- WORK REQUEST
Every line below that contains the word "ProductionPayload" must be copied.

Dataset entries
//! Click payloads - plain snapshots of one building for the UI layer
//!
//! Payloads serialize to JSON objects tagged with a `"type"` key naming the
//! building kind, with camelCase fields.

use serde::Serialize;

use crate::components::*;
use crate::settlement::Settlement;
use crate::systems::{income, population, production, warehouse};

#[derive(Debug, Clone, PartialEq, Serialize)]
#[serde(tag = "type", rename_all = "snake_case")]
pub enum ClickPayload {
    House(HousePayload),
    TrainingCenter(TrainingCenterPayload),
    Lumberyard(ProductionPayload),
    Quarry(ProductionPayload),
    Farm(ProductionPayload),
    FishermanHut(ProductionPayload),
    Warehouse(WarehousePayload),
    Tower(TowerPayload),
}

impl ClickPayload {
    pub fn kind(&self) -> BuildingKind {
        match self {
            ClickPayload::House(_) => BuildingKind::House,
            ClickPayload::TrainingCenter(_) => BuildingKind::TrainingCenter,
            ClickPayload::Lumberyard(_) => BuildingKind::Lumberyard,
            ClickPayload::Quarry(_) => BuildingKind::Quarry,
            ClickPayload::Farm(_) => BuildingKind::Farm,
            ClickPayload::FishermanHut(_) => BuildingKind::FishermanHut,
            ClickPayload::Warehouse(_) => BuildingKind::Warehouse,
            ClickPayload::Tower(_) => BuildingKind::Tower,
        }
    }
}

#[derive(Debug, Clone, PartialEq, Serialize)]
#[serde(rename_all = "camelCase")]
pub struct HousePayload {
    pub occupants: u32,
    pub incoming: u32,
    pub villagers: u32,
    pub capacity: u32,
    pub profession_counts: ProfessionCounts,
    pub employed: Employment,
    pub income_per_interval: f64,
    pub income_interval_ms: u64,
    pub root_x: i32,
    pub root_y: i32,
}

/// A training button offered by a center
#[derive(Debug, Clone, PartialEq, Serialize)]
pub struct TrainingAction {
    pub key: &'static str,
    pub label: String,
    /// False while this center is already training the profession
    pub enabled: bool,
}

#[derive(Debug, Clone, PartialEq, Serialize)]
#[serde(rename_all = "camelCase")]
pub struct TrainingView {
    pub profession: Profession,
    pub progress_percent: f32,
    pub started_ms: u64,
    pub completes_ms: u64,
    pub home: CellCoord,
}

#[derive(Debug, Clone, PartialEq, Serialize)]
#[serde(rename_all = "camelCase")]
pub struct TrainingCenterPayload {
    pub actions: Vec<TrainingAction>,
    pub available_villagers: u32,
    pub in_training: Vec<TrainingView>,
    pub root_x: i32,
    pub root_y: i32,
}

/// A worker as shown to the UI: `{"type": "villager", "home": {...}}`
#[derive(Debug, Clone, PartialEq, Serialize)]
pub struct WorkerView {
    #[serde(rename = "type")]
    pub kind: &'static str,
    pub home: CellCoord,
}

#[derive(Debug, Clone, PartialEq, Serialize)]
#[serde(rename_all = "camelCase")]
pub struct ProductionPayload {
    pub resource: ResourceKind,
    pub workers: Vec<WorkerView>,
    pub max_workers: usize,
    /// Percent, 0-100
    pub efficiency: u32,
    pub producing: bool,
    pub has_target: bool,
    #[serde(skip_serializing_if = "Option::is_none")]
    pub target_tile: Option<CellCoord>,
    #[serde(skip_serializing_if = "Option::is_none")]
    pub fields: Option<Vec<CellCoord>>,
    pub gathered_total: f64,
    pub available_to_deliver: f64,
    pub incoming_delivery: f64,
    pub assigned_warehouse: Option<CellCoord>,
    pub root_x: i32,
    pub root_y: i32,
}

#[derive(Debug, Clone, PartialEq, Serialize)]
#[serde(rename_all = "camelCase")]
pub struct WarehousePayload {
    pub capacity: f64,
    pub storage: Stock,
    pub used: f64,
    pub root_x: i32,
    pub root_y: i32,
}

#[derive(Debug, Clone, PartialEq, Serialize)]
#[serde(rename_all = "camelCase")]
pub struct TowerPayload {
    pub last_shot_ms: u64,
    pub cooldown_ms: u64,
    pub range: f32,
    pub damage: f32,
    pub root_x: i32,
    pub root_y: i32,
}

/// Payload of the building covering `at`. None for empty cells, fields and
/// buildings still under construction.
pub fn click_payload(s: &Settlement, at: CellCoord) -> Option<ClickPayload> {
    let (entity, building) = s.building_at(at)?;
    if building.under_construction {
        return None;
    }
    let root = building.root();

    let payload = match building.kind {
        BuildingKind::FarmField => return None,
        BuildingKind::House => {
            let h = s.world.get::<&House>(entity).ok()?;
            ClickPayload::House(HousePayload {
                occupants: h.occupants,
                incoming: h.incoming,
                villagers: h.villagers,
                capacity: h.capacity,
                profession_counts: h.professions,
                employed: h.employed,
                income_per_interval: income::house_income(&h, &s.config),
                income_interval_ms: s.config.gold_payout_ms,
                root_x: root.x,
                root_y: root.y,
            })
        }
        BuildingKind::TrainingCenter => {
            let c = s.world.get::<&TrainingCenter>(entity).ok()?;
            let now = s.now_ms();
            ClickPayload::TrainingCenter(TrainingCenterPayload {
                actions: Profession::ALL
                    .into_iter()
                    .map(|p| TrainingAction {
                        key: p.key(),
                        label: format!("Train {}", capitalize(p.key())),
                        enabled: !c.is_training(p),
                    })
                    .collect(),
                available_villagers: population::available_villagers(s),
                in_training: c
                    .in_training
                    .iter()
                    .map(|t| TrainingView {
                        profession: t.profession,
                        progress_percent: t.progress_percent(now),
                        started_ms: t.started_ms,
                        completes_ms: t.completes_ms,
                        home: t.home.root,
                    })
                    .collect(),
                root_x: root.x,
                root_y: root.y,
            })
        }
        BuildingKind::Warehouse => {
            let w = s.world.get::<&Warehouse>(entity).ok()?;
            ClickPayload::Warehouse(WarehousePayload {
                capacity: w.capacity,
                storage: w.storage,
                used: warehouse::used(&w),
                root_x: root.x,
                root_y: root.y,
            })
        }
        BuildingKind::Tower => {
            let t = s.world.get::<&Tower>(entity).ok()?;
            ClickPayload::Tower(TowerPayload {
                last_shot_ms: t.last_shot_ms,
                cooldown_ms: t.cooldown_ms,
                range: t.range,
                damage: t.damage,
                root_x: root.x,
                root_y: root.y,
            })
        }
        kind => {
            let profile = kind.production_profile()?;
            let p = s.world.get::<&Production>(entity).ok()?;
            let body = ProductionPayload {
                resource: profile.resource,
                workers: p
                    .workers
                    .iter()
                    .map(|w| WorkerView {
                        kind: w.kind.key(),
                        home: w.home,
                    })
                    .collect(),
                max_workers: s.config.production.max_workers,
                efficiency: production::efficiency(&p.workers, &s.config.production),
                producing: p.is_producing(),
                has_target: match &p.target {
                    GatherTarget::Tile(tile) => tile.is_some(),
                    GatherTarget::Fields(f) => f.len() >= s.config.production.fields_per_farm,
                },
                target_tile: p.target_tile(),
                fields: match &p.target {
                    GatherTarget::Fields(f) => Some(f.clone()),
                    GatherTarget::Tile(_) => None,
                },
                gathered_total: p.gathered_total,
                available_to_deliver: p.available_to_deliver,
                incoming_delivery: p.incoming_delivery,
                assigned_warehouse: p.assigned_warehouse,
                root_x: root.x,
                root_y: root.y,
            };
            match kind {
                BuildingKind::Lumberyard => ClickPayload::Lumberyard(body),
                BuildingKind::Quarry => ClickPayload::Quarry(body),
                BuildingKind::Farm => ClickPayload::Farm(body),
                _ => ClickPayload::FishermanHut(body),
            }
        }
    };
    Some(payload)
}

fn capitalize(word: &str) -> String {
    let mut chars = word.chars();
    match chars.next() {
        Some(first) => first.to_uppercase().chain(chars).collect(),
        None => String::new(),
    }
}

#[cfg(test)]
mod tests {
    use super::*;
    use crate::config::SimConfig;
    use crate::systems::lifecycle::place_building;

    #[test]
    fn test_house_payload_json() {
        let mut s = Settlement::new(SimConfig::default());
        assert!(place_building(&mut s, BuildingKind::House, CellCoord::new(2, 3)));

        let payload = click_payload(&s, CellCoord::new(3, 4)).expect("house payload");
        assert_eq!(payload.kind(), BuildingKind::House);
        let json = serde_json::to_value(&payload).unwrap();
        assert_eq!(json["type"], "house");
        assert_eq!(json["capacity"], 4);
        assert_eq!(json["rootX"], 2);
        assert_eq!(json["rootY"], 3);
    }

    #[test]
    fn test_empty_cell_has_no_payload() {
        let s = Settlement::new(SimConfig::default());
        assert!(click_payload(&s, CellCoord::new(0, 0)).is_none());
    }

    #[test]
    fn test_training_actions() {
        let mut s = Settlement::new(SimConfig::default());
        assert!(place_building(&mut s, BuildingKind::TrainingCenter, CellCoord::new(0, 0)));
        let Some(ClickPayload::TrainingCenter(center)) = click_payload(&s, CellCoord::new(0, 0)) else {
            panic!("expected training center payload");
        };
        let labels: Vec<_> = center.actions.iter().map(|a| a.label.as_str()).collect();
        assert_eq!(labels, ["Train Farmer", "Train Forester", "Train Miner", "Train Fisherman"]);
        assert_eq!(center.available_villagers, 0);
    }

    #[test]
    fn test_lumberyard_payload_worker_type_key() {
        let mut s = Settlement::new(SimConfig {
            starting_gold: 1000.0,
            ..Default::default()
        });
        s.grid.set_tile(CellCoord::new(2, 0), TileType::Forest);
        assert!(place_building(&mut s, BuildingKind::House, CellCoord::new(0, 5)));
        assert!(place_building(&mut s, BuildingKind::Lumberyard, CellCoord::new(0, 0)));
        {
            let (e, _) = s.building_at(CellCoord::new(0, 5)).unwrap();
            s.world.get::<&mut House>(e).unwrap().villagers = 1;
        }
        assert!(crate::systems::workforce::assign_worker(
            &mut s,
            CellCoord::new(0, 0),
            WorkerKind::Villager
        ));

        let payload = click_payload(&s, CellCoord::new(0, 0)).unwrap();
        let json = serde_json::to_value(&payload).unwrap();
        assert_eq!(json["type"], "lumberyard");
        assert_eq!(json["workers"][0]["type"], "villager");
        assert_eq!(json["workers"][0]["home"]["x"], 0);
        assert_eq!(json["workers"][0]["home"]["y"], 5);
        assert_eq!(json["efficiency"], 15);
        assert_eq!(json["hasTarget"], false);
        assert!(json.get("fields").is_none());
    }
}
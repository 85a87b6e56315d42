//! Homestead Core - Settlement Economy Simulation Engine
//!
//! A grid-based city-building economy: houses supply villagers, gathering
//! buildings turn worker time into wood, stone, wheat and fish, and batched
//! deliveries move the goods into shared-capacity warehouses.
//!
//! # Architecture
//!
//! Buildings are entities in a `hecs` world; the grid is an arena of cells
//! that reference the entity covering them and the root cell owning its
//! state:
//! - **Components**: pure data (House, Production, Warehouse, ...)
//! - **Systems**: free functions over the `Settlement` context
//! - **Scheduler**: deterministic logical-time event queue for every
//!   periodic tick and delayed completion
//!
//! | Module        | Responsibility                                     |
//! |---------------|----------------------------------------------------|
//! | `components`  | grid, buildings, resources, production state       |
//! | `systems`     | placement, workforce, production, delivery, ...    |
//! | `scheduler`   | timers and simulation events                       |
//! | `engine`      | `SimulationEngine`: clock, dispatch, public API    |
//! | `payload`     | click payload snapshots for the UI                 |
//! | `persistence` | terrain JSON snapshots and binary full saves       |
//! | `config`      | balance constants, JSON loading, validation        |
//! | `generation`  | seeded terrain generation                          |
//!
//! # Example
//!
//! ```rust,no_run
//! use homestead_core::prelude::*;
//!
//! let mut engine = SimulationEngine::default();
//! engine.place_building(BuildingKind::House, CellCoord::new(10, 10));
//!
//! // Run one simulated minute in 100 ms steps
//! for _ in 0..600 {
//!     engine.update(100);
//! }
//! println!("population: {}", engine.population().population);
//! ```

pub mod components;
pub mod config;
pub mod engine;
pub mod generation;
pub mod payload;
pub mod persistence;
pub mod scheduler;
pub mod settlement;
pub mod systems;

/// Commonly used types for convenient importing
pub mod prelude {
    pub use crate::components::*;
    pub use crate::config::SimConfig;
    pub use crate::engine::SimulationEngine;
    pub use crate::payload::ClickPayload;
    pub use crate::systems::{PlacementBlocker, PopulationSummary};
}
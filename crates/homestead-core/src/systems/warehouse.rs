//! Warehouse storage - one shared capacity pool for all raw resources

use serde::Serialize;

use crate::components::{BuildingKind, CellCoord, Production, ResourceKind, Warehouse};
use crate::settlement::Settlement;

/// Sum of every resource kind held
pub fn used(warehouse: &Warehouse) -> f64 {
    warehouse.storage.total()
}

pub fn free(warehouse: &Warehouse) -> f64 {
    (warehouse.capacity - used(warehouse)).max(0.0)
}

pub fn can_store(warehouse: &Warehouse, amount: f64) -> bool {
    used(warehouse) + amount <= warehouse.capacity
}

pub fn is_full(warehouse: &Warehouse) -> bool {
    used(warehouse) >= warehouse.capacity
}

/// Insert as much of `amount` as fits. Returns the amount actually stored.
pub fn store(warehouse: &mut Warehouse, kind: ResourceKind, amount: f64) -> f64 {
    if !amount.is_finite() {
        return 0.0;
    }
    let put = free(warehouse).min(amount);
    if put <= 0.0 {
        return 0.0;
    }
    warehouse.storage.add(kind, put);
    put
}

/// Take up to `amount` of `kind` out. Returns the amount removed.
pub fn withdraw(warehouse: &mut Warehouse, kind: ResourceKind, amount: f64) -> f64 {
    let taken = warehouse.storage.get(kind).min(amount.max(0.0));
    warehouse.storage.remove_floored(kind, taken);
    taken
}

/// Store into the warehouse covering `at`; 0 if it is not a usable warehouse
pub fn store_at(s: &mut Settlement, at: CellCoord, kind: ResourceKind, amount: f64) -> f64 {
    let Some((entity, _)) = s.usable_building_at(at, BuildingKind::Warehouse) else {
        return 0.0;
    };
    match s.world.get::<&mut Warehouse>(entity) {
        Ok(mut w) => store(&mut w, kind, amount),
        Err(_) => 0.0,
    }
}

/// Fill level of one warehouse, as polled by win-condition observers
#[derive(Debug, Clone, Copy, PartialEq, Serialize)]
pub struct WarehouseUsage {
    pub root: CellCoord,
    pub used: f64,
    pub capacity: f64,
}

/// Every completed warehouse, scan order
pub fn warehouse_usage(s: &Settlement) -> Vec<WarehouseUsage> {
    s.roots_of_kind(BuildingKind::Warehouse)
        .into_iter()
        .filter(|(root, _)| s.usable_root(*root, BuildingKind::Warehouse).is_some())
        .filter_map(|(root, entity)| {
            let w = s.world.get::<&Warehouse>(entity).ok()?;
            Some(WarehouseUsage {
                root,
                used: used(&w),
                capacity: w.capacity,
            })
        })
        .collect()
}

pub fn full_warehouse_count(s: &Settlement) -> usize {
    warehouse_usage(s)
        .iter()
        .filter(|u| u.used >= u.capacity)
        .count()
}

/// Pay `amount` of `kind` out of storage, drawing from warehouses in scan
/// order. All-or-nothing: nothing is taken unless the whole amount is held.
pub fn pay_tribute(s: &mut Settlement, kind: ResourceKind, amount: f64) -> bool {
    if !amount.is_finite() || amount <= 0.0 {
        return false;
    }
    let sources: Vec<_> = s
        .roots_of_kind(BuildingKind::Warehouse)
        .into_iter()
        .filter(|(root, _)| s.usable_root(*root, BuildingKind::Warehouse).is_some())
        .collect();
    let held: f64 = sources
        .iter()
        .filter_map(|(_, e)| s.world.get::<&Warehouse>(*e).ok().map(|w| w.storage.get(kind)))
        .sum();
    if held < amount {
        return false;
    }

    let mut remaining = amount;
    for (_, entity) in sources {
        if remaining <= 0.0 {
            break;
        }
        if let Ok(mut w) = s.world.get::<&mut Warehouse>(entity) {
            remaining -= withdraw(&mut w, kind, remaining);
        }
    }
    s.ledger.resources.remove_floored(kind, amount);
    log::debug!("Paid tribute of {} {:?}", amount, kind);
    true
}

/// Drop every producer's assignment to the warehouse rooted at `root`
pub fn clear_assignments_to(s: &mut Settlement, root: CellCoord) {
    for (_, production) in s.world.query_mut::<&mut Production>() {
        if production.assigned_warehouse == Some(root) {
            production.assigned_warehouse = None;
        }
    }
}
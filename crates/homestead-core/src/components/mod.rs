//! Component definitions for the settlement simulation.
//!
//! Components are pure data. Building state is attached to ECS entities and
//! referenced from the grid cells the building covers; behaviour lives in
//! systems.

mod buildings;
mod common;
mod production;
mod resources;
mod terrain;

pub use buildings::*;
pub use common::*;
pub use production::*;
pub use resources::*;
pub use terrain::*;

- ANSWER BOX
    Lumberyard(ProductionPayload),
    Quarry(ProductionPayload),
    Farm(ProductionPayload),
    FishermanHut(ProductionPayload),
pub struct ProductionPayload {
            let body = ProductionPayload {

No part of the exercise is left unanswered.